◆ Work instructions
Search the records below for "LoadMode" and copy every line it turns up in.

Dataset entries:
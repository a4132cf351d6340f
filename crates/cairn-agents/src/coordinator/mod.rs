// Copyright 2025 eraflo
//
// Licensed under the Apache License, Version 2.0 (the "License");
// you may not use this file except in compliance with the License.
// You may obtain a copy of the License at
//
//     http://www.apache.org/licenses/LICENSE-2.0
//
// Unless required by applicable law or agreed to in writing, software
// distributed under the License is distributed on an "AS IS" BASIS,
// WITHOUT WARRANTIES OR CONDITIONS OF ANY KIND, either express or implied.
// See the License for the specific language governing permissions and
// limitations under the License.

//! The LoadCoordinator answers every load request against the cache.
//!
//! A request is keyed by its normalized path. A hit is answered from the
//! [`CacheStore`] without touching the entry's lifetime. A miss goes to a
//! backend: synchronously for [`LoadCoordinator::load_sync`], on the tokio
//! runtime for [`LoadCoordinator::load_async`]. While an asynchronous miss is
//! in flight, further requests for the same key join it instead of calling
//! the backend again, and are all answered in the order they arrived.
//!
//! One mutex guards the store, the pending requests and the counters.
//! Callbacks are always invoked after that mutex has been released, so a
//! callback may freely call back into the coordinator.

mod builder;
mod pending;
mod text;

pub use builder::CoordinatorBuilder;
pub use pending::LoadTicket;

use cairn_core::asset::{normalize, normalize_key, AssetHandle, Lifetime, PayloadType};
use cairn_core::{AssetBackend, LoadError, LoadMode};
use cairn_data::{CacheStats, CacheStore};
use pending::{LoadCallback, PendingRequest, Waiter, WaiterId};
use serde::{Deserialize, Serialize};
use std::collections::HashMap;
use std::sync::{Arc, Mutex, MutexGuard, PoisonError};
use tokio::runtime::Handle;

/// Whether the declared type of a request is enforced.
///
/// `Lenient` hands back whatever is cached under a path, whatever type the
/// request declared. `Strict` turns a mismatch into
/// [`LoadError::TypeMismatch`]: the caller gets nothing and a failed load is
/// not cached.
#[derive(Debug, Clone, Copy, PartialEq, Eq, Default, Serialize, Deserialize)]
#[serde(rename_all = "snake_case")]
pub enum TypeCheck {
    /// Declared types are informational only.
    #[default]
    Lenient,
    /// Declared types must match the payload.
    Strict,
}

struct CoordinatorState {
    store: CacheStore,
    pending: HashMap<String, PendingRequest>,
    stats: CacheStats,
    next_waiter: WaiterId,
}

impl CoordinatorState {
    fn next_waiter(&mut self) -> WaiterId {
        self.next_waiter += 1;
        self.next_waiter
    }
}

struct Shared {
    state: Mutex<CoordinatorState>,
    resources: Arc<dyn AssetBackend>,
    bundle: Option<Arc<dyn AssetBackend>>,
    type_check: TypeCheck,
}

/// What an asynchronous request turned into once registered.
enum Begin {
    /// Answered on the spot, from the store or with an error.
    Ready(LoadCallback, Result<AssetHandle, LoadError>),
    /// Joined a backend call already in flight.
    Waiting(LoadTicket),
    /// First request for this key: the caller must start the backend call.
    Fetch(LoadTicket, Arc<dyn AssetBackend>),
}

fn report(err: &LoadError) {
    log::warn!("Failed to load asset: {err}");
}

/// The type recorded for a freshly loaded entry.
fn stored_type(requested: PayloadType, handle: &AssetHandle) -> PayloadType {
    if requested.is_any() {
        handle.payload_type()
    } else {
        requested
    }
}

impl Shared {
    fn lock(&self) -> MutexGuard<'_, CoordinatorState> {
        self.state.lock().unwrap_or_else(PoisonError::into_inner)
    }

    fn backend(&self, mode: LoadMode) -> Result<&Arc<dyn AssetBackend>, LoadError> {
        match mode {
            LoadMode::Resources => Ok(&self.resources),
            LoadMode::Bundle => self.bundle.as_ref().ok_or(LoadError::Unsupported { mode }),
        }
    }

    fn checked(
        &self,
        key: &str,
        requested: PayloadType,
        handle: AssetHandle,
    ) -> Result<AssetHandle, LoadError> {
        if self.type_check == TypeCheck::Strict && !requested.accepts(handle.payload_type()) {
            return Err(LoadError::TypeMismatch {
                path: key.to_string(),
                expected: requested.to_string(),
                actual: handle.payload_type().to_string(),
            });
        }
        Ok(handle)
    }

    /// Decides whether a freshly fetched payload may be cached.
    ///
    /// Under `Strict` it is enough for one remaining waiter to accept the
    /// payload; waiters that do not are turned away individually. With no
    /// waiter left, the type of the request that started the fetch decides.
    fn admitted(
        &self,
        key: &str,
        requested: PayloadType,
        waiters: &[Waiter],
        handle: AssetHandle,
    ) -> Result<AssetHandle, LoadError> {
        let actual = handle.payload_type();
        if waiters
            .iter()
            .any(|waiter| waiter.payload_type.accepts(actual))
        {
            return Ok(handle);
        }
        self.checked(key, requested, handle)
    }

    /// Answers from the store, counting the hit or the miss.
    fn lookup(&self, key: &str, payload_type: PayloadType) -> Option<Result<AssetHandle, LoadError>> {
        let mut state = self.lock();
        let cached = state.store.get_payload(key);
        match cached {
            Some(handle) => {
                state.stats.hits += 1;
                drop(state);
                log::trace!("Cache hit for '{key}'");
                Some(self.checked(key, payload_type, handle))
            }
            None => {
                state.stats.misses += 1;
                None
            }
        }
    }

    /// Records the outcome of a synchronous backend call.
    fn store(
        &self,
        key: &str,
        payload_type: PayloadType,
        loaded: Result<AssetHandle, LoadError>,
    ) -> Result<AssetHandle, LoadError> {
        let outcome = loaded.and_then(|handle| self.checked(key, payload_type, handle));
        let mut state = self.lock();
        match &outcome {
            Ok(handle) => {
                state
                    .store
                    .put(key, handle.clone(), stored_type(payload_type, handle));
            }
            Err(_) => state.stats.failures += 1,
        }
        outcome
    }

    fn begin(
        &self,
        key: &str,
        payload_type: PayloadType,
        mode: LoadMode,
        callback: LoadCallback,
    ) -> Begin {
        let mut state = self.lock();

        if let Some(handle) = state.store.get_payload(key) {
            state.stats.hits += 1;
            return Begin::Ready(callback, self.checked(key, payload_type, handle));
        }
        state.stats.misses += 1;

        let id = state.next_waiter();
        let waiter = Waiter {
            id,
            payload_type,
            callback,
        };

        if let Some(pending) = state.pending.get_mut(key) {
            pending.join(waiter);
            let waiting = pending.waiters.len();
            state.stats.coalesced += 1;
            log::debug!("Coalesced request for '{key}' ({waiting} waiting)");
            return Begin::Waiting(LoadTicket::waiting(key, id));
        }

        let backend = match self.backend(mode) {
            Ok(backend) => Arc::clone(backend),
            Err(err) => {
                state.stats.failures += 1;
                return Begin::Ready(waiter.callback, Err(err));
            }
        };

        state
            .pending
            .insert(key.to_string(), PendingRequest::new(waiter));
        Begin::Fetch(LoadTicket::waiting(key, id), backend)
    }

    /// Stores the outcome of an asynchronous backend call and answers every
    /// waiter, in arrival order.
    fn finish(&self, key: &str, loaded: Result<AssetHandle, LoadError>) {
        let (waiters, outcome) = {
            let mut state = self.lock();
            let (requested, waiters) = match state.pending.remove(key) {
                Some(pending) => (pending.payload_type, pending.waiters),
                None => (PayloadType::Any, Vec::new()),
            };

            let outcome = loaded.and_then(|handle| self.admitted(key, requested, &waiters, handle));
            match &outcome {
                Ok(handle) => {
                    let payload_type = if requested.accepts(handle.payload_type()) {
                        stored_type(requested, handle)
                    } else {
                        handle.payload_type()
                    };
                    state.store.put(key, handle.clone(), payload_type);
                }
                Err(_) => state.stats.failures += 1,
            }

            (waiters, outcome)
        };

        if let Err(err) = &outcome {
            report(err);
        }
        log::debug!("Resolved '{key}' for {} waiter(s)", waiters.len());

        for waiter in waiters {
            let delivered = match &outcome {
                Ok(handle) => self
                    .checked(key, waiter.payload_type, handle.clone())
                    .map_err(|err| report(&err))
                    .ok(),
                Err(_) => None,
            };
            (waiter.callback)(delivered);
        }
    }
}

◆ Written answer
use cairn_core::{AssetBackend, LoadError, LoadMode};
    fn backend(&self, mode: LoadMode) -> Result<&Arc<dyn AssetBackend>, LoadError> {
            LoadMode::Resources => Ok(&self.resources),
            LoadMode::Bundle => self.bundle.as_ref().ok_or(LoadError::Unsupported { mode }),
        mode: LoadMode,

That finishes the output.